The way I see it, without design convergence the level of competition will never be as high as if teams from all over the world share their ideas with each other and build off of them. I believe the point of reveals is so other teams can see novel ideas and not only incorporate them onto their robot, but also to improve upon them. Once they share the improved design, the original robot can also improve upon it. The cycle continues…
Of course, there is a difference between design convergence and complete copying, as many other posts have mentioned. It always upsets a team to see another team use their ideas almost exactly and claim it as their own design.

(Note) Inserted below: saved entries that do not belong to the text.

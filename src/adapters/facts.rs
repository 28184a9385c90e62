use crate::domain::facts::RepoFactSheet;
use crate::domain::model::Repository;
use crate::domain::ports::{FactSheetProvider, Storage};
use crate::utils::error::{AuditError, Result};
use async_trait::async_trait;
use std::collections::HashMap;

/// `org/name` becomes `org__name.json`.
pub fn fact_sheet_file_name(repository_id: &str) -> String {
    format!("{}.json", repository_id.replace('/', "__"))
}

/// Reads pre-gathered fact sheets, one JSON document per repository.
#[derive(Debug, Clone)]
pub struct FileFactSheetProvider<S: Storage> {
    storage: S,
}

impl<S: Storage> FileFactSheetProvider<S> {
    pub fn new(storage: S) -> Self {
        Self { storage }
    }
}

#[async_trait]
impl<S: Storage> FactSheetProvider for FileFactSheetProvider<S> {
    async fn fetch(&self, repository: &Repository) -> Result<RepoFactSheet> {
        let file_name = fact_sheet_file_name(&repository.id);
        let data = self
            .storage
            .read_file(&file_name)
            .await
            .map_err(|e| AuditError::FactSheetUnavailable {
                repository: repository.id.clone(),
                reason: format!("cannot read {}: {}", file_name, e),
            })?;

        let mut facts: RepoFactSheet =
            serde_json::from_slice(&data).map_err(|e| AuditError::FactSheetUnavailable {
                repository: repository.id.clone(),
                reason: format!("{} is not a valid fact sheet: {}", file_name, e),
            })?;
        if facts.repository.is_empty() {
            facts.repository = repository.id.clone();
        }
        tracing::debug!(
            "📄 Loaded fact sheet for {} ({} files)",
            repository.id,
            facts.files.len()
        );
        Ok(facts)
    }
}

/// Fact sheets held in memory, keyed by repository id.
#[derive(Debug, Clone, Default)]
pub struct InMemoryFactSheetProvider {
    sheets: HashMap<String, RepoFactSheet>,
}

impl InMemoryFactSheetProvider {
    pub fn new() -> Self {
        Self::default()
    }

    pub fn with(mut self, facts: RepoFactSheet) -> Self {
        self.insert(facts);
        self
    }

    pub fn insert(&mut self, facts: RepoFactSheet) {
        self.sheets.insert(facts.repository.clone(), facts);
    }
}

#[async_trait]
impl FactSheetProvider for InMemoryFactSheetProvider {
    async fn fetch(&self, repository: &Repository) -> Result<RepoFactSheet> {
        self.sheets
            .get(&repository.id)
            .cloned()
            .ok_or_else(|| AuditError::FactSheetUnavailable {
                repository: repository.id.clone(),
                reason: "no fact sheet registered".to_string(),
            })
    }
}
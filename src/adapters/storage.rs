use crate::domain::ports::Storage;
use crate::utils::error::Result;
use std::path::{Path, PathBuf};

/// Filesystem storage rooted at a base directory. Paths are joined onto it, so an
/// absolute path bypasses the base.
#[derive(Debug, Clone)]
pub struct LocalStorage {
    base_path: PathBuf,
}

impl LocalStorage {
    pub fn new(base_path: impl Into<PathBuf>) -> Self {
        Self {
            base_path: base_path.into(),
        }
    }

    pub fn base_path(&self) -> &Path {
        &self.base_path
    }

    pub fn resolve(&self, path: &str) -> PathBuf {
        self.base_path.join(path)
    }
}

impl Storage for LocalStorage {
    async fn read_file(&self, path: &str) -> Result<Vec<u8>> {
        let data = tokio::fs::read(self.resolve(path)).await?;
        Ok(data)
    }

    async fn write_file(&self, path: &str, data: &[u8]) -> Result<()> {
        let full_path = self.resolve(path);
        if let Some(parent) = full_path.parent() {
            tokio::fs::create_dir_all(parent).await?;
        }
        tokio::fs::write(&full_path, data).await?;
        tracing::debug!("💾 Wrote {} bytes to {}", data.len(), full_path.display());
        Ok(())
    }
}
use anyhow::Result;
use assert_cmd::Command;
use predicates::prelude::*;
use predicates::str::contains;
use std::path::Path;
use tempfile::TempDir;

fn cmd(dir: &Path) -> Command {
    let mut cmd = Command::cargo_bin("canon-audit").unwrap();
    cmd.current_dir(dir);
    cmd
}

fn write_docs_facts(dir: &Path, with_charter: bool) -> Result<()> {
    let facts_dir = dir.join("facts");
    std::fs::create_dir_all(&facts_dir)?;
    let mut files = serde_json::json!({
        "CHITTY.md": "# Chitty",
        ".github/CODEOWNERS": "* @chittyos/docs"
    });
    if with_charter {
        files["CHARTER.md"] = serde_json::json!("# Charter");
    }
    let facts = serde_json::json!({
        "repository": "chittyos/handbook",
        "files": files,
        "branch_protection": {"branch": "main", "required_reviews": 1, "allow_force_pushes": false}
    });
    std::fs::write(
        facts_dir.join("chittyos__handbook.json"),
        serde_json::to_vec_pretty(&facts)?,
    )?;
    Ok(())
}

fn write_config(dir: &Path, extra: &str) -> Result<()> {
    let config = format!(
        "[facts]\ndirectory = \"facts\"\n\n[[repositories]]\nid = \"chittyos/handbook\"\nservice_type = \"documentation\"\n{}",
        extra
    );
    std::fs::write(dir.join("canon-audit.toml"), config)?;
    Ok(())
}

#[test]
fn test_uri_exit_codes() -> Result<()> {
    let dir = TempDir::new()?;
    cmd(dir.path())
        .args(["uri", "chitty://docs/tech/spec/canon-uri"])
        .assert()
        .code(0)
        .stdout(contains("chitty://docs/tech/spec/canon-uri"));

    cmd(dir.path())
        .args(["uri", "chitty://core/ok", "chitty://docs/tech/memo/x"])
        .assert()
        .code(1)
        .stdout(contains("type is 'memo'"));
    Ok(())
}

#[test]
fn test_resolve_exit_codes() -> Result<()> {
    let dir = TempDir::new()?;
    let combinable = dir.path().join("list.md");
    std::fs::write(
        &combinable,
        "<<<<<<< HEAD\n- a\n- b\n=======\n- a\n- c\n>>>>>>> feature\n",
    )?;
    let contested = dir.path().join("version.toml");
    std::fs::write(
        &contested,
        "<<<<<<< HEAD\nversion = 2\n=======\nversion = 3\n>>>>>>> feature\n",
    )?;
    let broken = dir.path().join("broken.txt");
    std::fs::write(&broken, "<<<<<<< HEAD\nx\n")?;

    cmd(dir.path())
        .args(["resolve", "--write", "list.md"])
        .assert()
        .code(0)
        .stdout(contains("Combine"));
    assert_eq!(std::fs::read_to_string(&combinable)?, "- a\n- b\n- c\n");

    cmd(dir.path())
        .args(["resolve", "version.toml"])
        .assert()
        .code(1)
        .stdout(contains("manual review"));

    cmd(dir.path())
        .args(["resolve", "version.toml", "broken.txt"])
        .assert()
        .code(3)
        .stdout(contains("Malformed conflict markers"));
    Ok(())
}

#[test]
fn test_audit_skip_runtime_reports_verdict_exit_codes() -> Result<()> {
    let dir = TempDir::new()?;
    write_config(dir.path(), "")?;

    write_docs_facts(dir.path(), true)?;
    cmd(dir.path())
        .args(["audit", "--skip-runtime"])
        .assert()
        .code(0)
        .stdout(contains("\"overall\": \"Compliant\""));

    write_docs_facts(dir.path(), false)?;
    cmd(dir.path())
        .args(["audit", "--skip-runtime"])
        .assert()
        .code(1)
        .stdout(contains("missing CHARTER.md").and(contains("NonCompliant")));
    Ok(())
}

#[test]
fn test_audit_unknown_service_type_is_fatal_for_the_run() -> Result<()> {
    let dir = TempDir::new()?;
    write_docs_facts(dir.path(), true)?;
    write_config(
        dir.path(),
        "\n[[repositories]]\nid = \"chittyos/mainframe\"\nservice_type = \"mainframe\"\n",
    )?;

    cmd(dir.path())
        .args(["audit", "--skip-runtime", "--output", "report.json"])
        .assert()
        .code(3);

    let report = std::fs::read_to_string(dir.path().join("report.json"))?;
    assert!(report.contains("\"status\": \"audited\""));
    assert!(report.contains("mainframe"));
    Ok(())
}

#[test]
fn test_invalid_config_exits_fatal() -> Result<()> {
    let dir = TempDir::new()?;
    std::fs::write(
        dir.path().join("canon-audit.toml"),
        "[runtime]\nconcurrency = 0\n",
    )?;
    cmd(dir.path())
        .args(["audit", "--skip-runtime"])
        .assert()
        .code(3)
        .stderr(contains("❌"));
    Ok(())
}
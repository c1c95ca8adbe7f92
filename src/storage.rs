//! Progress-file load, merge, and save
//!
//! Review progress lives next to each definition file in a plain-text
//! companion: one `"id | timestamp | streak"` record per card. Loading a
//! card set parses the definition file, then folds the progress records
//! back onto the defined cards by id; records whose id is no longer
//! defined become orphaned cards so their history survives a rename or
//! an accidental deletion until the user saves with `clean`.

use std::fs;
use std::path::Path;

use chrono::{DateTime, SecondsFormat, Utc};
use thiserror::Error;

use crate::models::{Card, CardSet};
use crate::parser::{self, ParseError, SIDE_DELIMITER};

/// Timestamp field for a card that has never been reviewed
const NEVER_REVIEWED: &str = "-";

#[derive(Error, Debug)]
pub enum StorageError {
    #[error("IO error: {0}")]
    Io(#[from] std::io::Error),

    #[error("definition error: {0}")]
    Parse(#[from] ParseError),

    #[error("invalid progress record on line {line}: {reason}")]
    InvalidRecord { line: usize, reason: String },
}

pub type Result<T> = std::result::Result<T, StorageError>;

/// Load a card set: parse the definition file, then merge review progress.
///
/// A missing definition file is an error; a missing progress file is not —
/// it just means no card has been reviewed yet. Progress records for ids no
/// longer in the definition file come back as orphaned cards appended after
/// the defined ones.
pub fn load_card_set(definition_path: &Path, progress_path: &Path) -> Result<Vec<Card>> {
    let text = fs::read_to_string(definition_path)?;
    let mut cards = parser::parse_definitions(&text)?;

    if progress_path.exists() {
        merge_progress(progress_path, &mut cards)?;
    }

    Ok(cards)
}

/// Fold the records of an existing progress file onto the defined cards
fn merge_progress(progress_path: &Path, cards: &mut Vec<Card>) -> Result<()> {
    let text = fs::read_to_string(progress_path)?;

    for (index, line) in text.lines().enumerate() {
        let line_number = index + 1;
        let fields: Vec<&str> = line.split(SIDE_DELIMITER).collect();
        if fields.len() != 3 {
            return Err(StorageError::InvalidRecord {
                line: line_number,
                reason: format!("expected 3 fields, found {}", fields.len()),
            });
        }

        let id = fields[0];
        let last_reviewed = parse_timestamp(fields[1], line_number)?;
        let correct_streak: u32 =
            fields[2]
                .parse()
                .map_err(|_| StorageError::InvalidRecord {
                    line: line_number,
                    reason: format!("invalid streak \"{}\"", fields[2]),
                })?;

        match cards.iter_mut().find(|card| card.id == id) {
            Some(card) => {
                card.last_reviewed = last_reviewed;
                card.correct_streak = correct_streak;
            }
            None => cards.push(Card::orphan(id.to_string(), last_reviewed, correct_streak)),
        }
    }

    Ok(())
}

fn parse_timestamp(field: &str, line_number: usize) -> Result<Option<DateTime<Utc>>> {
    if field == NEVER_REVIEWED {
        return Ok(None);
    }
    let parsed = DateTime::parse_from_rfc3339(field).map_err(|e| StorageError::InvalidRecord {
        line: line_number,
        reason: format!("invalid timestamp \"{}\": {}", field, e),
    })?;
    Ok(Some(parsed.with_timezone(&Utc)))
}

fn format_timestamp(last_reviewed: Option<DateTime<Utc>>) -> String {
    match last_reviewed {
        Some(time) => time.to_rfc3339_opts(SecondsFormat::AutoSi, true),
        None => NEVER_REVIEWED.to_string(),
    }
}

/// Write one progress record per card.
///
/// With `clean` set, orphaned cards are dropped, pruning progress for ids
/// that no longer exist in the definition file; without it every record is
/// kept in case the id comes back.
pub fn save_progress(progress_path: &Path, cards: &[Card], clean: bool) -> Result<()> {
    if let Some(parent) = progress_path.parent() {
        fs::create_dir_all(parent)?;
    }

    let mut out = String::new();
    let mut written = 0;
    for card in cards {
        if clean && !card.defined_in_file {
            continue;
        }
        out.push_str(&card.id);
        out.push_str(SIDE_DELIMITER);
        out.push_str(&format_timestamp(card.last_reviewed));
        out.push_str(SIDE_DELIMITER);
        out.push_str(&card.correct_streak.to_string());
        out.push('\n');
        written += 1;
    }
    fs::write(progress_path, out)?;

    log::info!(
        "Saved progress for {} cards to {:?}",
        written,
        progress_path
    );
    Ok(())
}

/// Load every card set in place, stopping at the first failure
pub fn load_card_sets(sets: &mut [CardSet]) -> Result<()> {
    for set in sets {
        set.load()?;
    }
    Ok(())
}

impl CardSet {
    /// Rebuild this set's cards from its definition and progress files
    pub fn load(&mut self) -> Result<()> {
        self.cards = load_card_set(&self.definition_path, &self.progress_path)?;
        Ok(())
    }

    /// Persist this set's review progress
    pub fn save_progress(&self, clean: bool) -> Result<()> {
        save_progress(&self.progress_path, &self.cards, clean)
    }
}
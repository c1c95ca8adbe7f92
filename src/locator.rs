//! Card-set discovery across the local tree and remapped external paths
//!
//! Definition files anywhere under the root become card sets named by
//! their root-relative path. A `cardFiles` rules file can additionally pull
//! in definition files from outside the root, optionally renaming them in
//! the logical-id namespace; their progress files are always written under
//! the local root so an external (possibly read-only) collection never has
//! to hold review state.

use std::path::{Path, PathBuf};

use thiserror::Error;
use walkdir::WalkDir;

use crate::models::{CardSet, RemapRule};

/// File-name suffix of a card definition file
pub const DEFINITION_SUFFIX: &str = ".cd";

/// Appended to the full definition file name to form the progress file name
pub const PROGRESS_SUFFIX: &str = "d";

/// Conventional name of the remap-rules file under the discovery root
pub const REMAP_RULES_FILE: &str = "cardFiles";

#[derive(Error, Debug)]
pub enum DiscoveryError {
    #[error("IO error: {0}")]
    Io(#[from] std::io::Error),

    #[error("walk error: {0}")]
    Walk(#[from] walkdir::Error),

    #[error("invalid remap rule on line {line}: expected 2 or 3 fields, found {found}")]
    InvalidRule { line: usize, found: usize },
}

pub type Result<T> = std::result::Result<T, DiscoveryError>;

/// Progress-file path for a definition file (`words.cd` -> `words.cdd`)
pub fn progress_path_for(definition_path: &Path) -> PathBuf {
    let mut name = definition_path.as_os_str().to_os_string();
    name.push(PROGRESS_SUFFIX);
    PathBuf::from(name)
}

/// Read a remap-rules file: one whitespace-separated rule per line, either
/// `root subPath` or `root subPath renameTarget`. A missing file means no
/// rules.
pub fn load_remap_rules(path: &Path) -> Result<Vec<RemapRule>> {
    if !path.exists() {
        return Ok(Vec::new());
    }

    let text = std::fs::read_to_string(path)?;
    let mut rules = Vec::new();
    for (index, line) in text.lines().enumerate() {
        let fields: Vec<&str> = line.split_whitespace().collect();
        let rule = match fields.len() {
            2 => RemapRule {
                root: PathBuf::from(fields[0]),
                sub_path: fields[1].to_string(),
                rename: None,
            },
            3 => RemapRule {
                root: PathBuf::from(fields[0]),
                sub_path: fields[1].to_string(),
                rename: Some(fields[2].to_string()),
            },
            found => {
                return Err(DiscoveryError::InvalidRule {
                    line: index + 1,
                    found,
                })
            }
        };
        rules.push(rule);
    }
    Ok(rules)
}

/// Discover card sets under `root`, applying the rules in `root/cardFiles`
/// if that file exists
pub fn discover_card_sets(root: &Path) -> Result<Vec<CardSet>> {
    let rules = load_remap_rules(&root.join(REMAP_RULES_FILE))?;
    discover_card_sets_with_rules(root, &rules)
}

/// Discover card sets: every definition file under `root`, plus the files
/// each remap rule maps in. Any walk failure aborts the whole pass.
pub fn discover_card_sets_with_rules(root: &Path, rules: &[RemapRule]) -> Result<Vec<CardSet>> {
    let mut sets = discover_local(root)?;

    for rule in rules {
        discover_remapped(root, rule, &mut sets)?;
    }

    // Stable presentation order regardless of walk or rule order.
    sets.sort_by(|a, b| a.logical_id.cmp(&b.logical_id));

    log::debug!("Discovered {} card sets under {:?}", sets.len(), root);
    Ok(sets)
}

fn discover_local(root: &Path) -> Result<Vec<CardSet>> {
    let mut sets = Vec::new();
    for entry in WalkDir::new(root).follow_links(true) {
        let entry = entry?;
        let path = entry.path();
        if !entry.file_type().is_file() || !is_definition_file(path) {
            continue;
        }

        let relative = path.strip_prefix(root).unwrap_or(path);
        sets.push(CardSet::new(
            logical_id_for(relative),
            path.to_path_buf(),
            progress_path_for(path),
        ));
    }
    Ok(sets)
}

/// Map one rule's definition files into the namespace. Each file's logical
/// position is its path relative to the rule's sub-path, re-rooted at the
/// rename target when one is set; the progress file mirrors that position
/// under the local root.
fn discover_remapped(root: &Path, rule: &RemapRule, sets: &mut Vec<CardSet>) -> Result<()> {
    let walk_root = rule.root.join(&rule.sub_path);
    let mapped_base = rule.rename.as_ref().unwrap_or(&rule.sub_path);

    for entry in WalkDir::new(&walk_root).follow_links(true) {
        let entry = entry?;
        let path = entry.path();
        if !entry.file_type().is_file() || !is_definition_file(path) {
            continue;
        }

        // Relative position under the rule's directory; a single-file rule
        // walks only itself, leaving this empty.
        let relative = path.strip_prefix(&walk_root).unwrap_or(Path::new(""));
        let mapped = if relative.as_os_str().is_empty() {
            PathBuf::from(mapped_base)
        } else {
            Path::new(mapped_base).join(relative)
        };

        sets.push(CardSet::new(
            logical_id_for(&mapped),
            path.to_path_buf(),
            progress_path_for(&root.join(&mapped)),
        ));
    }
    Ok(())
}

fn is_definition_file(path: &Path) -> bool {
    path.file_name()
        .and_then(|name| name.to_str())
        .map_or(false, |name| name.ends_with(DEFINITION_SUFFIX))
}

/// Slash-separated, suffix-stripped form of a relative definition path
fn logical_id_for(relative: &Path) -> String {
    let joined = relative
        .components()
        .map(|c| c.as_os_str().to_string_lossy())
        .collect::<Vec<_>>()
        .join("/");
    joined
        .strip_suffix(DEFINITION_SUFFIX)
        .unwrap_or(&joined)
        .to_string()
}

#[cfg(test)]
mod integration_tests {
    use super::*;
    use std::fs;
    use tempfile::TempDir;

    fn touch(path: &Path) {
        fs::create_dir_all(path.parent().unwrap()).unwrap();
        fs::write(path, "a | 1\n").unwrap();
    }

    #[test]
    fn test_progress_path_appends_suffix() {
        assert_eq!(
            progress_path_for(Path::new("a/words.cd")),
            PathBuf::from("a/words.cdd")
        );
    }

    #[test]
    fn test_local_discovery_sorted_and_stripped() {
        let root = TempDir::new().unwrap();
        touch(&root.path().join("a/x.cd"));
        touch(&root.path().join("a/b/y.cd"));
        touch(&root.path().join("a/notes.txt"));

        let sets = discover_card_sets(root.path()).unwrap();

        let ids: Vec<&str> = sets.iter().map(|s| s.logical_id.as_str()).collect();
        assert_eq!(ids, vec!["a/b/y", "a/x"]);
        assert_eq!(sets[1].definition_path, root.path().join("a/x.cd"));
        assert_eq!(sets[1].progress_path, root.path().join("a/x.cdd"));
    }

    #[test]
    fn test_empty_root_yields_no_sets() {
        let root = TempDir::new().unwrap();
        assert!(discover_card_sets(root.path()).unwrap().is_empty());
    }

    #[test]
    fn test_missing_rules_file_means_local_only() {
        let root = TempDir::new().unwrap();
        touch(&root.path().join("x.cd"));

        let sets = discover_card_sets(root.path()).unwrap();
        assert_eq!(sets.len(), 1);
    }

    #[test]
    fn test_load_remap_rules() {
        let dir = TempDir::new().unwrap();
        let rules_path = dir.path().join(REMAP_RULES_FILE);
        fs::write(
            &rules_path,
            "/ext lang/nouns.cd words/nouns.cd\n/other shared\n",
        )
        .unwrap();

        let rules = load_remap_rules(&rules_path).unwrap();

        assert_eq!(rules.len(), 2);
        assert_eq!(rules[0].root, PathBuf::from("/ext"));
        assert_eq!(rules[0].sub_path, "lang/nouns.cd");
        assert_eq!(rules[0].rename.as_deref(), Some("words/nouns.cd"));
        assert!(rules[1].rename.is_none());
    }

    #[test]
    fn test_malformed_rule_line_tagged() {
        let dir = TempDir::new().unwrap();
        let rules_path = dir.path().join(REMAP_RULES_FILE);
        fs::write(&rules_path, "/ext sub\n/ext\n").unwrap();

        let err = load_remap_rules(&rules_path).unwrap_err();
        match err {
            DiscoveryError::InvalidRule { line, found } => {
                assert_eq!(line, 2);
                assert_eq!(found, 1);
            }
            other => panic!("unexpected error: {:?}", other),
        }
    }

    #[test]
    fn test_single_file_rule_with_rename() {
        let root = TempDir::new().unwrap();
        let external = TempDir::new().unwrap();
        touch(&external.path().join("lang/nouns.cd"));

        let rules = vec![RemapRule {
            root: external.path().to_path_buf(),
            sub_path: "lang/nouns.cd".to_string(),
            rename: Some("words/nouns.cd".to_string()),
        }];

        let sets = discover_card_sets_with_rules(root.path(), &rules).unwrap();

        assert_eq!(sets.len(), 1);
        assert_eq!(sets[0].logical_id, "words/nouns");
        assert_eq!(
            sets[0].definition_path,
            external.path().join("lang/nouns.cd")
        );
        assert_eq!(sets[0].progress_path, root.path().join("words/nouns.cdd"));
    }

    #[test]
    fn test_single_file_rule_without_rename() {
        let root = TempDir::new().unwrap();
        let external = TempDir::new().unwrap();
        touch(&external.path().join("lang/verbs.cd"));

        let rules = vec![RemapRule {
            root: external.path().to_path_buf(),
            sub_path: "lang/verbs.cd".to_string(),
            rename: None,
        }];

        let sets = discover_card_sets_with_rules(root.path(), &rules).unwrap();

        assert_eq!(sets[0].logical_id, "lang/verbs");
        assert_eq!(sets[0].progress_path, root.path().join("lang/verbs.cdd"));
    }

    #[test]
    fn test_directory_rule_maps_whole_tree() {
        let root = TempDir::new().unwrap();
        let external = TempDir::new().unwrap();
        touch(&external.path().join("decks/de/nouns.cd"));
        touch(&external.path().join("decks/de/verbs.cd"));

        let rules = vec![RemapRule {
            root: external.path().to_path_buf(),
            sub_path: "decks/de".to_string(),
            rename: Some("german".to_string()),
        }];

        let sets = discover_card_sets_with_rules(root.path(), &rules).unwrap();

        let ids: Vec<&str> = sets.iter().map(|s| s.logical_id.as_str()).collect();
        assert_eq!(ids, vec!["german/nouns", "german/verbs"]);
        assert_eq!(
            sets[0].progress_path,
            root.path().join("german/nouns.cdd")
        );
        assert_eq!(
            sets[0].definition_path,
            external.path().join("decks/de/nouns.cd")
        );
    }

    #[test]
    fn test_directory_rule_without_rename_keeps_sub_path() {
        let root = TempDir::new().unwrap();
        let external = TempDir::new().unwrap();
        touch(&external.path().join("decks/fr/nouns.cd"));

        let rules = vec![RemapRule {
            root: external.path().to_path_buf(),
            sub_path: "decks/fr".to_string(),
            rename: None,
        }];

        let sets = discover_card_sets_with_rules(root.path(), &rules).unwrap();

        assert_eq!(sets[0].logical_id, "decks/fr/nouns");
        assert_eq!(
            sets[0].progress_path,
            root.path().join("decks/fr/nouns.cdd")
        );
    }

    #[test]
    fn test_local_and_remapped_merge_sorted() {
        let root = TempDir::new().unwrap();
        let external = TempDir::new().unwrap();
        touch(&root.path().join("zebra.cd"));
        touch(&external.path().join("apple.cd"));

        let rules = vec![RemapRule {
            root: external.path().to_path_buf(),
            sub_path: "apple.cd".to_string(),
            rename: None,
        }];

        let sets = discover_card_sets_with_rules(root.path(), &rules).unwrap();

        let ids: Vec<&str> = sets.iter().map(|s| s.logical_id.as_str()).collect();
        assert_eq!(ids, vec!["apple", "zebra"]);
    }

    #[test]
    fn test_rule_pointing_nowhere_aborts_discovery() {
        let root = TempDir::new().unwrap();
        touch(&root.path().join("x.cd"));

        let rules = vec![RemapRule {
            root: root.path().join("does-not-exist"),
            sub_path: "sub".to_string(),
            rename: None,
        }];

        assert!(discover_card_sets_with_rules(root.path(), &rules).is_err());
    }

    #[test]
    fn test_rules_file_drives_discovery() {
        let root = TempDir::new().unwrap();
        let external = TempDir::new().unwrap();
        touch(&external.path().join("shared/greek.cd"));
        fs::write(
            root.path().join(REMAP_RULES_FILE),
            format!("{} shared/greek.cd\n", external.path().display()),
        )
        .unwrap();

        let sets = discover_card_sets(root.path()).unwrap();

        assert_eq!(sets.len(), 1);
        assert_eq!(sets[0].logical_id, "shared/greek");
    }
}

Just a funny note: even if you copy another robot screw for screw it probably won’t work the same. I’ve seen it happen on multiple occasions. Whether it’s the code or the programming or just the tuning, the robot will never work as well as the original.
I guess what upsets the thread starter is that teams are copying parts by parts.
eg. the exact gear ratio and the construction of the gear box and flywheel, etc (which was very evident in the 8059A thread).
Our original intention and also our stance has always been the same - use our gear ratio or specs as a guide, and then fine tune it or make it better on your own.
Yes… there is always that 5% that the copier didnt realise
What’s the fuss? I’ve seen teams who can’t even copy their own design properly!
Anyway, when it comes to the copy question, I tend to think of kids as being in two groups: those who do Vex and those who don’t. The way I see it, whether the kids copy or not, they are getting their nose into these devices and getting their hands on something in the material world (for a change!). Even the “mindless” process of rote copying can help kids learn far, far more than the kids who never do Vex (or anything like Vex). As has been mentioned already, the mere process of copying isn’t easy, nor does it always result in an optimal machine.
One of my builder kids has told me that his “life’s ambition” in Vex is to someday come up with an original design that everyone else will copy and go viral. I think maybe some of the social friction with copying might be relieved if teams would merely acknowledge where they got some of their basic ideas. And judges need to be informed that such stealing/acknowledgement is perfectly fine in Vex. In fact, if judges see that a local team is being copied by a number of local lesser teams, that fact could be factored into decisions like the Design award, etc. I tell my kids to acknowledge where they get their ideas and unashamedly list those teams in their notebook, but I know the kids have also told me that some of the judges scowl when they see the kids took ideas from things on the internet, etc. But training for judges is another topic.
My team still gets a laugh out of our first season. The judges came over to talk to the team and asked where they came up with the design idea. One of the team members blurted out “we stole if from the Chinese!”
After a little coaching, we came up with a better response: We did “research” by looking at youtube videos. One of the Chinese robots looked like a good idea, so we used the concept.